作者:Tang, Xiaoyan; Zeng, Weiming*; Shi, Yuhu; Zhao, Le
来源:Biomedical Signal Processing and Control, 2018, 39: 448-458.
DOI:10.1016/j.bspc.2017.08.021

摘要

The one-class support vector machine (OC-SVM) is a data-driven machine learning method that has been applied as a novel technique for brain activation detection. Several researchers have obtained positive preliminary results using OC-SVMs. Nevertheless, existing algorithms are either too complicated or oversimplified and their performance needs to be further improved. In this study, a modified neighborhood one-class support vector machine (MNOC-SVM) algorithm is proposed to detect brain functional activation on functional magnetic resonance imaging (fMRI) data.

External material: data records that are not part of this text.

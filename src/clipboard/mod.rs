//! Clipboard delivery through a fallback chain.
//!
//! A `ClipboardDispatcher` owns an ordered list of mechanisms, assembled once
//! at startup. `copy` tries them left to right and stops at the first success,
//! so at most one mechanism actually writes the clipboard per call. A mechanism
//! that does not exist on this platform simply fails with
//! `MechanismError::Unavailable` and the chain moves on.
//!
//! Default order: the in-process `arboard` library, then the external helpers
//! CopyQ, xclip, wl-clipboard, PowerShell and pbcopy. On Linux the CopyQ,
//! xclip and wl-clipboard helpers go first, because arboard's selection is
//! lost when the process exits while the helpers leave an owner behind.

mod command;
mod native;

use std::time::Duration;

use tracing::{debug, info, warn};

use crate::error::{ClipboardError, MechanismError};

pub use command::CommandClipboard;
pub use native::NativeClipboard;

/// How long an external helper may run before it is killed.
pub const DEFAULT_TIMEOUT: Duration = Duration::from_secs(10);

/// Selector keys of the built-in mechanisms, in default priority order.
#[cfg(not(target_os = "linux"))]
pub const MECHANISM_KEYS: [&str; 6] = [
    "arboard",
    "copyq",
    "xclip",
    "wl-copy",
    "powershell",
    "pbcopy",
];

/// Selector keys of the built-in mechanisms, in default priority order.
#[cfg(target_os = "linux")]
pub const MECHANISM_KEYS: [&str; 6] = [
    "copyq",
    "xclip",
    "wl-copy",
    "arboard",
    "powershell",
    "pbcopy",
];

/// One way of placing text on the system clipboard.
pub trait ClipboardMechanism {
    /// Human-readable name used in diagnostics.
    fn name(&self) -> &str;

    /// Write `text` to the clipboard.
    fn try_copy(&self, text: &str) -> Result<(), MechanismError>;
}

/// Build the built-in mechanism for a selector key.
pub fn mechanism_for(key: &str, timeout: Option<Duration>) -> Option<Box<dyn ClipboardMechanism>> {
    let helper = match key {
        "arboard" => return Some(Box::new(NativeClipboard)),
        "copyq" => CommandClipboard::new("CopyQ", "copyq", &["copy", "-"]),
        "xclip" => CommandClipboard::new("xclip", "xclip", &["-selection", "clipboard"]),
        "wl-copy" => CommandClipboard::new("wl-clipboard", "wl-copy", &[]),
        "powershell" => CommandClipboard::new(
            "PowerShell",
            "powershell.exe",
            &["-command", "$input | Set-Clipboard"],
        ),
        "pbcopy" => CommandClipboard::new("pbcopy", "pbcopy", &[]),
        _ => return None,
    };
    Some(Box::new(helper.with_timeout(timeout)))
}

/// Every built-in mechanism in default order.
pub fn default_mechanisms(timeout: Option<Duration>) -> Vec<Box<dyn ClipboardMechanism>> {
    MECHANISM_KEYS
        .iter()
        .filter_map(|key| mechanism_for(key, timeout))
        .collect()
}

/// Walks the mechanism list until one of them succeeds.
pub struct ClipboardDispatcher {
    mechanisms: Vec<Box<dyn ClipboardMechanism>>,
}

impl ClipboardDispatcher {
    pub fn new(mechanisms: Vec<Box<dyn ClipboardMechanism>>) -> Self {
        Self { mechanisms }
    }

    /// The full default chain with `timeout` applied to external helpers.
    pub fn with_defaults(timeout: Option<Duration>) -> Self {
        Self::new(default_mechanisms(timeout))
    }

    /// A chain made of the named built-in mechanisms, in the given order.
    ///
    /// # Errors
    /// `ClipboardError::UnknownMechanism` for the first key that is not in
    /// `MECHANISM_KEYS`.
    pub fn from_names<S: AsRef<str>>(
        names: &[S],
        timeout: Option<Duration>,
    ) -> Result<Self, ClipboardError> {
        let mechanisms = names
            .iter()
            .map(|name| {
                let name = name.as_ref();
                mechanism_for(name, timeout)
                    .ok_or_else(|| ClipboardError::UnknownMechanism(name.to_string()))
            })
            .collect::<Result<Vec<_>, _>>()?;
        Ok(Self::new(mechanisms))
    }

    /// Names of the configured mechanisms, in order.
    pub fn names(&self) -> Vec<&str> {
        self.mechanisms.iter().map(|m| m.name()).collect()
    }

    /// Copy `text` with the first mechanism that works and return its name.
    ///
    /// With `verbose` set, every failed attempt is logged as a warning with its
    /// kind and cause; otherwise attempts are only visible at debug level.
    ///
    /// # Errors
    /// `ClipboardError::AllMechanismsFailed` when no mechanism succeeded,
    /// including the case of an empty list. The per-mechanism causes are kept
    /// in attempt order.
    pub fn copy(&self, text: &str, verbose: bool) -> Result<&str, ClipboardError> {
        let mut failures = Vec::new();
        for mechanism in &self.mechanisms {
            let name = mechanism.name();
            match mechanism.try_copy(text) {
                Ok(()) => {
                    if verbose {
                        info!(mechanism = name, "copied to clipboard");
                    }
                    return Ok(name);
                }
                Err(e) => {
                    if verbose {
                        warn!(mechanism = name, kind = e.kind(), error = %e, "clipboard method failed");
                    } else {
                        debug!(mechanism = name, kind = e.kind(), error = %e, "clipboard method failed");
                    }
                    failures.push((name.to_string(), e));
                }
            }
        }
        Err(ClipboardError::AllMechanismsFailed { failures })
    }
}

impl Default for ClipboardDispatcher {
    fn default() -> Self {
        Self::with_defaults(Some(DEFAULT_TIMEOUT))
    }
}
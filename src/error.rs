//! Error types for passgen.
//!
//! Generation and clipboard delivery fail independently: a `GenerateError`
//! aborts the request, while a `ClipboardError` never invalidates a password
//! that was already produced.

use std::io;

use thiserror::Error;

use crate::generate::{MAX_LENGTH, MIN_LENGTH};

/// Result type alias for generation.
pub type Result<T> = std::result::Result<T, GenerateError>;

/// Errors raised while generating a password.
#[derive(Debug, Error)]
pub enum GenerateError {
    /// Requested length is outside the accepted range.
    #[error(
        "invalid password length: must be between {} and {} characters, got {length}",
        MIN_LENGTH,
        MAX_LENGTH
    )]
    InvalidLength { length: usize },

    /// Charset key is not one of the known kinds.
    #[error("invalid charset: {0}")]
    InvalidCharset(String),

    /// The resolved character table has no members.
    #[error("selected charset is empty")]
    EmptyCharset,

    /// The entropy source failed mid-draw.
    #[error("failed to generate password: {0}")]
    GenerationFailure(#[from] rand::Error),
}

/// Failure of a single clipboard mechanism.
///
/// The dispatcher treats every variant the same way (move on to the next
/// mechanism); the variants only exist to label diagnostics.
#[derive(Debug, Error)]
pub enum MechanismError {
    /// Library could not initialise or executable was not found.
    #[error("not available: {reason}")]
    Unavailable { reason: String },

    /// The mechanism ran but did not succeed.
    #[error("failed: {reason}")]
    ExecutionFailure { reason: String },

    /// Anything else that went wrong talking to the mechanism.
    #[error("unexpected error: {0}")]
    Unexpected(#[from] io::Error),
}

impl MechanismError {
    pub fn unavailable(reason: impl Into<String>) -> Self {
        Self::Unavailable {
            reason: reason.into(),
        }
    }

    pub fn execution_failure(reason: impl Into<String>) -> Self {
        Self::ExecutionFailure {
            reason: reason.into(),
        }
    }

    /// Short label used in log output.
    pub fn kind(&self) -> &'static str {
        match self {
            Self::Unavailable { .. } => "unavailable",
            Self::ExecutionFailure { .. } => "execution-failure",
            Self::Unexpected(_) => "unexpected",
        }
    }
}

/// Errors surfaced by the clipboard dispatcher.
#[derive(Debug, Error)]
pub enum ClipboardError {
    /// Every configured mechanism failed (or none were configured).
    ///
    /// `failures` lists `(mechanism name, cause)` in attempt order.
    #[error("failed to copy to clipboard - no available method worked (tried {})", .failures.len())]
    AllMechanismsFailed {
        failures: Vec<(String, MechanismError)>,
    },

    /// A selector key did not name a known mechanism.
    #[error("unknown clipboard method: {0}")]
    UnknownMechanism(String),
}

#[cfg(test)]
mod tests {
    use super::*;

    #[test]
    fn invalid_length_message_carries_value() {
        let e = GenerateError::InvalidLength { length: 129 };
        let msg = e.to_string();
        assert!(msg.contains("129"));
        assert!(msg.contains("between 8 and 128"));
    }

    #[test]
    fn all_failed_counts_attempts() {
        let e = ClipboardError::AllMechanismsFailed {
            failures: vec![
                ("a".into(), MechanismError::unavailable("missing")),
                ("b".into(), MechanismError::execution_failure("exit 1")),
            ],
        };
        assert!(e.to_string().contains("tried 2"));
    }

    #[test]
    fn mechanism_kinds_are_distinct() {
        let io = io::Error::other("boom");
        assert_eq!(MechanismError::unavailable("x").kind(), "unavailable");
        assert_eq!(
            MechanismError::execution_failure("x").kind(),
            "execution-failure"
        );
        assert_eq!(MechanismError::from(io).kind(), "unexpected");
    }
}
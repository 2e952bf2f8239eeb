//! Transformation Core
//!
//! Entity base shared by every store implementation:
//!
//! - [`EntityId`]: opaque identity, generated once
//! - [`Fields`]: required/empty/enum validation with consistent messages
//! - [`Persistable`] / [`FromRecord`]: entity to record and back
//! - [`RequestInfo`]: the request descriptor
//! - [`MetadataCore`] + [`Progress`], [`TransformationCore`]: what a store
//!   composes its entities from
//! - [`api`]: the traits callers program against

#![warn(unreachable_pub)]

pub mod api;
mod content;
mod error;
mod fields;
mod id;
mod metadata;
mod persist;
mod request_info;
mod transformation;

pub use api::{MetadataTransformation, Transformation, TransformationManager, TransformationStatus};
pub use content::{drain, ContentStream};
pub use error::{StateViolation, TransformationError, ValidationError};
pub use fields::Fields;
pub use id::EntityId;
pub use metadata::{DecodedMetadata, MetadataCore, Progress};
pub use persist::{read_header, FromRecord, Persistable, PersistenceManager, RecordHead};
pub use request_info::{Location, RequestInfo, RequestLocations};
pub use transformation::{DecodedTransformation, TransformationCore};

/// Prelude for common imports
pub mod prelude {
    pub use crate::api::{
        MetadataTransformation, Transformation, TransformationManager, TransformationStatus,
    };
    pub use crate::{ContentStream, EntityId, RequestInfo, TransformationError};
    pub use xform_status::{ErrorCode, State};
}

/// Version of this crate
pub const VERSION: &str = env!("CARGO_PKG_VERSION");

/// Whether lifecycle violations panic instead of returning an error
pub const fn strict_debug() -> bool {
    cfg!(feature = "strict-debug")
}
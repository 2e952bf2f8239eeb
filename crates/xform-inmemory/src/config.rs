//! Store configuration

use serde::{Deserialize, Serialize};

/// Configuration errors
#[derive(Debug, thiserror::Error)]
pub enum ConfigError {
    /// Document is not valid TOML or has the wrong shape
    #[error("invalid config: {0}")]
    Parse(#[from] toml::de::Error),

    /// Shard count rejected by the map
    #[error("shard amount must be a power of two greater than one, got {0}")]
    InvalidShardAmount(usize),
}

/// Sizing of the transformation map
///
/// ```toml
/// initial_capacity = 1024
/// shard_amount = 64
/// ```
#[derive(Debug, Clone, Default, PartialEq, Eq, Serialize, Deserialize)]
#[serde(default)]
pub struct InMemoryConfig {
    /// Transformations to reserve room for
    pub initial_capacity: usize,
    /// Map shards; derived from the CPU count when unset
    #[serde(skip_serializing_if = "Option::is_none")]
    pub shard_amount: Option<usize>,
}

impl InMemoryConfig {
    /// Create default configuration
    #[inline]
    #[must_use]
    pub fn new() -> Self {
        Self::default()
    }

    /// With initial capacity
    #[inline]
    #[must_use]
    pub fn with_initial_capacity(mut self, capacity: usize) -> Self {
        self.initial_capacity = capacity;
        self
    }

    /// With shard amount
    #[inline]
    #[must_use]
    pub fn with_shard_amount(mut self, shards: usize) -> Self {
        self.shard_amount = Some(shards);
        self
    }

    /// Parse from a TOML document
    ///
    /// # Errors
    /// [`ConfigError::Parse`] or [`ConfigError::InvalidShardAmount`]
    pub fn from_toml_str(content: &str) -> Result<Self, ConfigError> {
        let config: Self = toml::from_str(content)?;
        config.validate()?;
        Ok(config)
    }

    /// Check values the map would reject
    ///
    /// # Errors
    /// [`ConfigError::InvalidShardAmount`]
    pub fn validate(&self) -> Result<(), ConfigError> {
        match self.shard_amount {
            Some(shards) if shards < 2 || !shards.is_power_of_two() => {
                Err(ConfigError::InvalidShardAmount(shards))
            }
            _ => Ok(()),
        }
    }
}

#[cfg(test)]
mod tests {
    use super::*;

    #[test]
    fn parses_toml() {
        let config = InMemoryConfig::from_toml_str("initial_capacity = 16\nshard_amount = 8").unwrap();
        assert_eq!(
            config,
            InMemoryConfig::new().with_initial_capacity(16).with_shard_amount(8)
        );
    }

    #[test]
    fn empty_document_is_default() {
        assert_eq!(InMemoryConfig::from_toml_str("").unwrap(), InMemoryConfig::default());
    }

    #[test]
    fn rejects_bad_shards() {
        for shards in [0, 1, 3, 12] {
            let err = InMemoryConfig::new().with_shard_amount(shards).validate().unwrap_err();
            assert!(matches!(err, ConfigError::InvalidShardAmount(n) if n == shards));
        }
        assert!(InMemoryConfig::from_toml_str("shard_amount = 6").is_err());
    }

    #[test]
    fn rejects_wrong_types() {
        let err = InMemoryConfig::from_toml_str("initial_capacity = \"lots\"").unwrap_err();
        assert!(matches!(err, ConfigError::Parse(_)));
    }
}
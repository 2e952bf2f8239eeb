//! Testing utilities for the transformation workspace
//!
//! Shared fixtures, misbehaving content streams, and tracing setup.

#![allow(missing_docs)]

use chrono::{DateTime, TimeDelta, Utc};
use std::io::{self, Read};
use std::sync::atomic::{AtomicBool, Ordering};
use std::sync::{Arc, Once};
use xform_core::{ContentStream, TransformationManager};
use xform_inmemory::{InMemoryTransformation, InMemoryTransformationManager};
use xform_status::ManualClock;

pub const METACARD_LOCATION: &str = "http://localhost:8993/metacard/1234";
pub const CURRENT_LOCATION: &str = "http://localhost:8993/resource/1234";
pub const FINAL_LOCATION: &str = "http://localhost:8993/final/1234";

/// Instant every fixture clock starts at
pub fn epoch() -> DateTime<Utc> {
    DateTime::from_timestamp(1_700_000_000, 0).unwrap()
}

/// Manager on a manual clock starting at [`epoch`]
pub fn setup_manager() -> (InMemoryTransformationManager, Arc<ManualClock>) {
    let clock = Arc::new(ManualClock::new(epoch()));
    let manager = InMemoryTransformationManager::with_clock(clock.clone());
    (manager, clock)
}

/// Transformation over the sample locations
pub fn create_sample(manager: &InMemoryTransformationManager) -> Arc<InMemoryTransformation> {
    manager
        .create_transform(CURRENT_LOCATION, FINAL_LOCATION, METACARD_LOCATION)
        .unwrap()
}

/// Advance `clock` by whole seconds
pub fn tick(clock: &ManualClock, seconds: i64) {
    clock.advance(TimeDelta::seconds(seconds));
}

/// Install a test-writer subscriber once per process
pub fn init_tracing() {
    static INIT: Once = Once::new();
    INIT.call_once(|| {
        let _ = tracing_subscriber::fmt()
            .with_env_filter(
                tracing_subscriber::EnvFilter::try_from_default_env()
                    .unwrap_or_else(|_| tracing_subscriber::EnvFilter::new("debug")),
            )
            .with_test_writer()
            .try_init();
    });
}

/// Yields `prefix`, then fails every read
#[derive(Debug)]
pub struct FailingReader {
    prefix: io::Cursor<Vec<u8>>,
}

impl FailingReader {
    pub fn new(prefix: &[u8]) -> Self {
        Self {
            prefix: io::Cursor::new(prefix.to_vec()),
        }
    }
}

impl Read for FailingReader {
    fn read(&mut self, buf: &mut [u8]) -> io::Result<usize> {
        match self.prefix.read(buf)? {
            0 => Err(io::Error::new(io::ErrorKind::ConnectionReset, "stream reset")),
            n => Ok(n),
        }
    }
}

impl ContentStream for FailingReader {}

/// Reads normally, fails on close, and records that close was attempted
#[derive(Debug)]
pub struct FailingCloseStream {
    content: io::Cursor<Vec<u8>>,
    closed: Arc<AtomicBool>,
}

impl FailingCloseStream {
    pub fn new(content: &[u8]) -> Self {
        Self {
            content: io::Cursor::new(content.to_vec()),
            closed: Arc::new(AtomicBool::new(false)),
        }
    }

    /// Flag set once close is attempted; readable after the stream moved
    pub fn close_flag(&self) -> Arc<AtomicBool> {
        Arc::clone(&self.closed)
    }
}

impl Read for FailingCloseStream {
    fn read(&mut self, buf: &mut [u8]) -> io::Result<usize> {
        self.content.read(buf)
    }
}

impl ContentStream for FailingCloseStream {
    fn close(&mut self) -> io::Result<()> {
        self.closed.store(true, Ordering::SeqCst);
        Err(io::Error::new(io::ErrorKind::Other, "close failed"))
    }
}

This method is based on two basic assumptions: (a) For task-related fMRI data, time series of only a few voxels are related to a particular functional activity or functional area, and these voxels should be identified as activated voxels, i.e., the outliers. In contrast, for resting-state fMRI data, only a small number of voxels are unrelated to any resting-state functional networks. These voxels should instead be taken as non-activated voxels, i.e., the outliers. (b) Close voxels have similarly activated or non-activated states. To improve detection accuracy, we apply the following features to each voxel: the RV coefficient between each voxel and its 26 neighborhood voxels (or fewer than 26 for voxels on the edge of the brain), a flag for isolated voxels and a flag for isolated areas. For both task-related and resting-state fMRI data, our MNOC-SVM method effectively detects activated functional areas in the whole brain.